Activity =>
Please repeat, unchanged, the lines at the top of the listing below, ending with the one that has "replaced by underscores.".

Given records =>

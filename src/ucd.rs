//! Import from the Unicode Character Database text files.
//!
//! Three files are read from one directory:
//!
//! * `Blocks.txt` gives the groups, in file order, with spaces in block
//!   names replaced by underscores.
//! * `UnicodeData.txt` gives the characters. `<control>` names become empty,
//!   and `<..., First>`/`<..., Last>` pairs are expanded into every codepoint
//!   of the range with an empty name. Surrogate and private-use ranges are not
//!   expanded.
//! * `NameAliases.txt` gives the aliases. The file is optional.
//!
//! Characters outside every block are put in [`NO_BLOCK`]. Malformed lines
//! are logged and skipped.

use crate::codepoint_ty::Codepoint;
use crate::dataset::Dataset;
use crate::error::{Error, Result};
use crate::utf16;
use log::{debug, info, warn};
use std::fs;
use std::io;
use std::ops::RangeInclusive;
use std::path::Path;

/// Group of characters that no block covers.
pub const NO_BLOCK: &str = "No_Block";

const BLOCKS_FILE: &str = "Blocks.txt";
const UNICODE_DATA_FILE: &str = "UnicodeData.txt";
const NAME_ALIASES_FILE: &str = "NameAliases.txt";

const CONTROL_NAME: &str = "<control>";
const RANGE_FIRST_SUFFIX: &str = ", First>";
const RANGE_LAST_SUFFIX: &str = ", Last>";

/// A named codepoint range from `Blocks.txt`.
#[derive(Debug, Clone, PartialEq, Eq)]
pub struct Block {
    /// Covered scalar values
    pub range: RangeInclusive<u32>,
    /// Group key, with underscores for spaces.
    pub name: String,
}

/// Strips a `#` comment and surrounding whitespace.
fn content_of(line: &str) -> &str {
    line.split_once('#').map_or(line, |(content, _)| content).trim()
}

fn parse_scalar(hex: &str, line_no: usize) -> Option<u32> {
    match utf16::hex_to_scalar(hex.trim()) {
        Ok(value) if value <= utf16::MAX_SCALAR => Some(value),
        Ok(value) => {
            warn!("line {}: {:#X} is out of range, skipping", line_no, value);
            None
        }
        Err(e) => {
            warn!("line {}: {}, skipping", line_no, e);
            None
        }
    }
}

/// Parses `Blocks.txt`. Returns blocks sorted by start.
pub fn parse_blocks(content: &str) -> Vec<Block> {
    let mut blocks = Vec::new();
    for (idx, line) in content.lines().enumerate() {
        let line_no = idx + 1;
        let line = content_of(line);
        if line.is_empty() {
            continue;
        }
        let Some((range, name)) = line.split_once(';') else {
            warn!("line {}: block without a name, skipping", line_no);
            continue;
        };
        let Some((start, end)) = range.trim().split_once("..") else {
            warn!("line {}: malformed block range {:?}, skipping", line_no, range);
            continue;
        };
        let (Some(start), Some(end)) = (parse_scalar(start, line_no), parse_scalar(end, line_no))
        else {
            continue;
        };
        let name = name.trim();
        if start > end || name.is_empty() {
            warn!("line {}: unusable block {:?}, skipping", line_no, line);
            continue;
        }
        blocks.push(Block {
            range: start..=end,
            name: name.replace(' ', "_"),
        });
    }
    blocks.sort_by_key(|block| *block.range.start());
    blocks
}

fn block_of(blocks: &[Block], value: u32) -> Option<&Block> {
    let pos = blocks.partition_point(|block| *block.range.start() <= value);
    let block = blocks.get(pos.checked_sub(1)?)?;
    block.range.contains(&value).then_some(block)
}

struct Importer<'a> {
    blocks: &'a [Block],
    dataset: Dataset,
    skipped: usize,
}

impl<'a> Importer<'a> {
    fn new(blocks: &'a [Block]) -> Self {
        let mut dataset = Dataset::new();
        for block in blocks {
            if !dataset.push_group(block.name.as_str()) {
                debug!("duplicate block {:?} ignored", block.name);
            }
        }
        Importer {
            blocks,
            dataset,
            skipped: 0,
        }
    }

    fn push(&mut self, value: u32, name: &str) {
        let Ok(codepoint) = Codepoint::from_scalar(value) else {
            self.skipped += 1;
            return;
        };
        let group = match block_of(self.blocks, value) {
            Some(block) => block.name.as_str(),
            None => {
                self.dataset.push_group(NO_BLOCK);
                NO_BLOCK
            }
        };
        if !self.dataset.push_character(codepoint, name, group) {
            warn!("{} listed twice, skipping", codepoint);
            self.skipped += 1;
        }
    }

    fn unicode_data(&mut self, content: &str) {
        // first codepoint and general category of an open range
        let mut open_range: Option<(u32, String)> = None;

        for (idx, line) in content.lines().enumerate() {
            let line_no = idx + 1;
            if line.trim().is_empty() {
                continue;
            }
            let mut fields = line.split(';');
            let (Some(hex), Some(name), Some(category)) =
                (fields.next(), fields.next(), fields.next())
            else {
                warn!("line {}: too few fields, skipping", line_no);
                self.skipped += 1;
                continue;
            };
            let Some(value) = parse_scalar(hex, line_no) else {
                self.skipped += 1;
                continue;
            };
            let name = name.trim();

            if name.starts_with('<') && name.ends_with(RANGE_FIRST_SUFFIX) {
                if let Some((start, _)) = open_range.replace((value, category.to_owned())) {
                    warn!("line {}: range at {:04X} never closed", line_no, start);
                }
                continue;
            }
            if name.starts_with('<') && name.ends_with(RANGE_LAST_SUFFIX) {
                match open_range.take() {
                    Some((start, category)) if start <= value => {
                        self.expand_range(start..=value, &category)
                    }
                    _ => {
                        warn!("line {}: range end without a start, skipping", line_no);
                        self.skipped += 1;
                    }
                }
                continue;
            }

            let name = if name == CONTROL_NAME { "" } else { name };
            self.push(value, name);
        }

        if let Some((start, _)) = open_range {
            warn!("range at {:04X} never closed", start);
        }
    }

    fn expand_range(&mut self, range: RangeInclusive<u32>, category: &str) {
        if matches!(category, "Cs" | "Co") {
            debug!(
                "not expanding {} range {:04X}..{:04X}",
                category,
                range.start(),
                range.end()
            );
            return;
        }
        for value in range {
            self.push(value, "");
        }
    }

    fn name_aliases(&mut self, content: &str) {
        for (idx, line) in content.lines().enumerate() {
            let line_no = idx + 1;
            let line = content_of(line);
            if line.is_empty() {
                continue;
            }
            let mut fields = line.split(';');
            let (Some(hex), Some(alias)) = (fields.next(), fields.next()) else {
                warn!("line {}: alias without text, skipping", line_no);
                self.skipped += 1;
                continue;
            };
            let alias = alias.trim();
            let Some(value) = parse_scalar(hex, line_no) else {
                self.skipped += 1;
                continue;
            };
            match Codepoint::from_scalar(value) {
                Ok(codepoint) if !alias.is_empty() && self.dataset.contains(codepoint) => {
                    self.dataset.push_alias(codepoint, alias);
                }
                _ => {
                    warn!("line {}: alias {:?} for unknown character, skipping", line_no, alias);
                    self.skipped += 1;
                }
            }
        }
    }
}

/// Builds a dataset from the contents of the three UCD files.
pub fn build_dataset(blocks: &str, unicode_data: &str, name_aliases: Option<&str>) -> Dataset {
    let blocks = parse_blocks(blocks);
    let mut importer = Importer::new(&blocks);
    importer.unicode_data(unicode_data);
    if let Some(content) = name_aliases {
        importer.name_aliases(content);
    }
    let Importer {
        dataset, skipped, ..
    } = importer;
    info!(
        "imported UCD: {} groups, {} characters, {} aliases, {} lines skipped",
        dataset.groups().len(),
        dataset.characters().len(),
        dataset.aliases().len(),
        skipped
    );
    dataset
}

fn read_required(dir: &Path, file: &str) -> Result<String> {
    let path = dir.join(file);
    fs::read_to_string(&path)
        .map_err(|e| Error::DatasetUnavailable(format!("{}: {}", path.display(), e)))
}

/// Imports the UCD files found in `dir`.
pub fn import_dir(dir: &Path) -> Result<Dataset> {
    let blocks = read_required(dir, BLOCKS_FILE)?;
    let unicode_data = read_required(dir, UNICODE_DATA_FILE)?;
    let aliases_path = dir.join(NAME_ALIASES_FILE);
    let name_aliases = match fs::read_to_string(&aliases_path) {
        Ok(content) => Some(content),
        Err(e) if e.kind() == io::ErrorKind::NotFound => {
            warn!("{} not found, importing without aliases", aliases_path.display());
            None
        }
        Err(e) => {
            return Err(Error::DatasetUnavailable(format!(
                "{}: {}",
                aliases_path.display(),
                e
            )))
        }
    };
    Ok(build_dataset(
        &blocks,
        &unicode_data,
        name_aliases.as_deref(),
    ))
}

Written response =>
filename src/ucd.rs
//! Import from the Unicode Character Database text files.
//!
//! Three files are read from one directory:
//!
//! * `Blocks.txt` gives the groups, in file order, with spaces in block
//!   names replaced by underscores.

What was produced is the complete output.